The Communication Director for the New Patriotic Party (NPP), Yaw Buaben Asamoah has called on the Speaker of Parliament to exercise restraint with his comments on the LGBQI Bill before Ghana’s Parliament.
According to him, the Speaker of Parliament should be seen as impartial and as the referee of the House in order not to raise an eyebrow on the final determination of the bill.
“I think on this matter he is getting too involved, he is not being the referee that he ought to be and I think it will be important he steps back a bit. So that whenever he is called to make a determination it will be accepted on all sides. Because it is almost as if he has made up his mind.
“Many believe that he is a promoter of the bill, but as a Speaker, you embody the house.
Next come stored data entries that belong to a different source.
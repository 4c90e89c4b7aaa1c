//! Data-quality checks over a loaded rule table.
//!
//! Lint findings describe how the table will behave; they never change it.
//! Classification keeps resolving overlaps by list order whatever is reported
//! here.

use serde::{Deserialize, Serialize};

use super::table::RuleTable;

/// Severity level of a lint finding.
#[derive(Debug, Clone, Copy, PartialEq, Eq, PartialOrd, Ord, Hash, Serialize, Deserialize)]
#[serde(rename_all = "lowercase")]
pub enum Severity {
    /// Worth knowing, behavior is still well defined.
    Info,
    /// Part of the table can never produce a result.
    Warning,
}

impl Severity {
    /// Get a human-readable label.
    pub fn label(&self) -> &'static str {
        match self {
            Severity::Info => "Info",
            Severity::Warning => "Warning",
        }
    }
}

/// What kind of problem a finding reports.
#[derive(Debug, Clone, Copy, PartialEq, Eq, Serialize, Deserialize)]
#[serde(tag = "type", rename_all = "snake_case")]
pub enum IssueKind {
    /// `min > max`, the rule matches no value.
    InvertedRange { rule: usize },
    /// A bound is NaN, the rule matches no value.
    NanBound { rule: usize },
    /// Two rules share values; `earlier` wins for those values.
    Overlap { earlier: usize, rule: usize },
    /// `rule` lies entirely inside `earlier` and is never reached.
    Shadowed { earlier: usize, rule: usize },
    /// No rules at all; every MIC is undefined for this pair.
    EmptyRules,
}

/// A single lint finding for one (organism, antibiotic) pair.
#[derive(Debug, Clone, PartialEq, Serialize, Deserialize)]
pub struct RuleIssue {
    pub organism: String,
    pub antibiotic: String,
    pub severity: Severity,
    #[serde(flatten)]
    pub kind: IssueKind,
}

impl RuleIssue {
    fn new(organism: &str, antibiotic: &str, kind: IssueKind) -> Self {
        let severity = match kind {
            IssueKind::InvertedRange { .. }
            | IssueKind::NanBound { .. }
            | IssueKind::Shadowed { .. } => Severity::Warning,
            IssueKind::Overlap { .. } | IssueKind::EmptyRules => Severity::Info,
        };
        Self {
            organism: organism.to_string(),
            antibiotic: antibiotic.to_string(),
            severity,
            kind,
        }
    }

    /// One-line description of the finding.
    pub fn describe(&self) -> String {
        match self.kind {
            IssueKind::InvertedRange { rule } => {
                format!("rule {} has min greater than max and never matches", rule)
            }
            IssueKind::NanBound { rule } => {
                format!("rule {} has a NaN bound and never matches", rule)
            }
            IssueKind::Overlap { earlier, rule } => {
                format!("rule {} overlaps rule {}; rule {} wins", rule, earlier, earlier)
            }
            IssueKind::Shadowed { earlier, rule } => {
                format!("rule {} is covered by rule {} and never matches", rule, earlier)
            }
            IssueKind::EmptyRules => "no range rules defined".to_string(),
        }
    }
}

impl std::fmt::Display for RuleIssue {
    fn fmt(&self, f: &mut std::fmt::Formatter<'_>) -> std::fmt::Result {
        write!(
            f,
            "[{}] {} / {}: {}",
            self.severity.label(),
            self.organism,
            self.antibiotic,
            self.describe()
        )
    }
}

/// Inspect every (organism, antibiotic) pair and report suspicious rules.
///
/// Findings are returned in table order.
pub fn lint(table: &RuleTable) -> Vec<RuleIssue> {
    let mut issues = Vec::new();

    for (organism, antibiotic, rules) in table.entries() {
        if rules.is_empty() {
            issues.push(RuleIssue::new(organism, antibiotic, IssueKind::EmptyRules));
            continue;
        }

        for (index, rule) in rules.iter().enumerate() {
            if rule.has_nan_bound() {
                issues.push(RuleIssue::new(
                    organism,
                    antibiotic,
                    IssueKind::NanBound { rule: index },
                ));
                continue;
            }

            if rule.is_inverted() {
                issues.push(RuleIssue::new(
                    organism,
                    antibiotic,
                    IssueKind::InvertedRange { rule: index },
                ));
                continue;
            }

            for (earlier, previous) in rules[..index].iter().enumerate() {
                if previous.is_inverted() || previous.has_nan_bound() {
                    continue;
                }

                if previous.covers(rule) {
                    issues.push(RuleIssue::new(
                        organism,
                        antibiotic,
                        IssueKind::Shadowed {
                            earlier,
                            rule: index,
                        },
                    ));
                    break;
                }

                if previous.overlaps(rule) {
                    issues.push(RuleIssue::new(
                        organism,
                        antibiotic,
                        IssueKind::Overlap {
                            earlier,
                            rule: index,
                        },
                    ));
                }
            }
        }
    }

    issues
}
//! Breakpoint CLI - MIC classification form and tools.

mod cli;
mod commands;
mod logging;
mod server;
mod web;

use breakpoint::ClassificationRequest;
use clap::Parser;
use cli::{Cli, Commands};
use server::state::ServerConfig;

fn main() {
    let cli = Cli::parse();

    if let Err(e) = logging::init_logging(cli.verbose, cli.log_format) {
        eprintln!("Error: failed to initialize logging: {}", e);
        std::process::exit(1);
    }

    let result = match cli.command {
        Commands::Serve {
            rules,
            host,
            port,
            open,
        } => commands::serve::run(
            ServerConfig {
                rules_path: rules.path,
                host,
                port,
                open_browser: open,
            },
            cli.verbose,
        ),

        Commands::Classify {
            rules,
            organism,
            antibiotic,
            mic,
            json,
        } => commands::classify::run(
            rules.path,
            ClassificationRequest::new(organism, antibiotic, mic),
            json,
            cli.verbose,
        ),

        Commands::Rules {
            rules,
            organism,
            json,
        } => commands::rules::run(rules.path, organism, json, cli.verbose),

        Commands::Check {
            rules,
            json,
            strict,
        } => commands::check::run(rules.path, json, strict, cli.verbose),
    };

    if let Err(e) = result {
        eprintln!("Error: {}", e);
        std::process::exit(1);
    }
}
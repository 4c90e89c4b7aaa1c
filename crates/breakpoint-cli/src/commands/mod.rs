//! CLI command implementations.

pub mod check;
pub mod classify;
pub mod rules;
pub mod serve;
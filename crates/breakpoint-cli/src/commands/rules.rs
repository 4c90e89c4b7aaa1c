//! Rules command - inspect the organisms and ranges in a table.

use std::path::PathBuf;

use breakpoint::RuleTable;
use colored::Colorize;

pub fn run(
    rules_path: PathBuf,
    organism: Option<String>,
    json_output: bool,
    _verbose: bool,
) -> Result<(), Box<dyn std::error::Error>> {
    let table = RuleTable::load(&rules_path)?;

    let Some(organism) = organism else {
        return list_organisms(&table, json_output);
    };

    let Some(antibiotics) = table.antibiotics_of(&organism) else {
        return Err(format!(
            "Organism not found: {}\nRun 'breakpoint rules' to list organisms.",
            organism
        )
        .into());
    };

    if json_output {
        println!("{}", serde_json::to_string_pretty(antibiotics)?);
        return Ok(());
    }

    println!("{} {}", "Breakpoints for".cyan().bold(), organism.white());
    println!();

    for (antibiotic, rules) in antibiotics {
        println!("{}", antibiotic.yellow().bold());
        if rules.is_empty() {
            println!("  {}", "(no ranges)".dimmed());
        }
        for rule in rules {
            println!("  {:>10} - {:<10} {}", rule.min, rule.max, rule.category);
        }
        println!();
    }

    Ok(())
}

fn list_organisms(table: &RuleTable, json_output: bool) -> Result<(), Box<dyn std::error::Error>> {
    if json_output {
        println!("{}", serde_json::to_string_pretty(&table.antibiotic_index())?);
        return Ok(());
    }

    println!(
        "{} ({} organisms, {} antibiotic pairs, {} ranges)",
        "Rule table".cyan().bold(),
        table.organism_count(),
        table.pair_count(),
        table.rule_count()
    );
    println!();

    for organism in table.organisms() {
        println!(
            "  {} {}",
            organism.white(),
            format!("({} antibiotics)", table.antibiotics(organism).count()).dimmed()
        );
    }

    Ok(())
}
You are not part of the disputations, you have to be above it. The way he is going about it is a bit tricky. But he is smart and knows what he is doing,” Buaben Asamoa told Nana Aba Anamoah on Starr Chat Wednesday.
The Speaker of Parliament, Alban Bagbin, has disclosed that Parliament will employ common sense in passing the anti-gay bill before the House.
The bill before the House has been christened “the Promotion of Proper Human Sexual Right and the Ghanaian Family Values,” for some time now, it has generated heated national conversations.
According to the Speaker, despite the many controversies that the bill has generated it is healthy for Ghana’s democracy.
“In fact, it has assumed some different dimensions. For me, this is healthy for a maturing democracy like Ghana. It is important we allow various shapes of opinions to canvass their position on the bill. As Ghanaians, I want to plead that we accommodate the views of others on whatever perception they have and let’s maintain the peace that we have.
“It is a law that will take into consideration the richness of common sense, human decency, morality, fact and logic. At the end of the day it will be a law that will transform this country into something else,” he stated during his opening remarks as Parliament reconvened on Tuesday.
However, the NPP Communication Director has called for tolerance and respect for other divergent views on the bill.
“People need to be able to share their viewpoints without being attacked. For me, the biggest space is tolerance. We ought not to be emotional about other feelings about it. We are literally still transitioning from what we used to believe into the new,” he advised.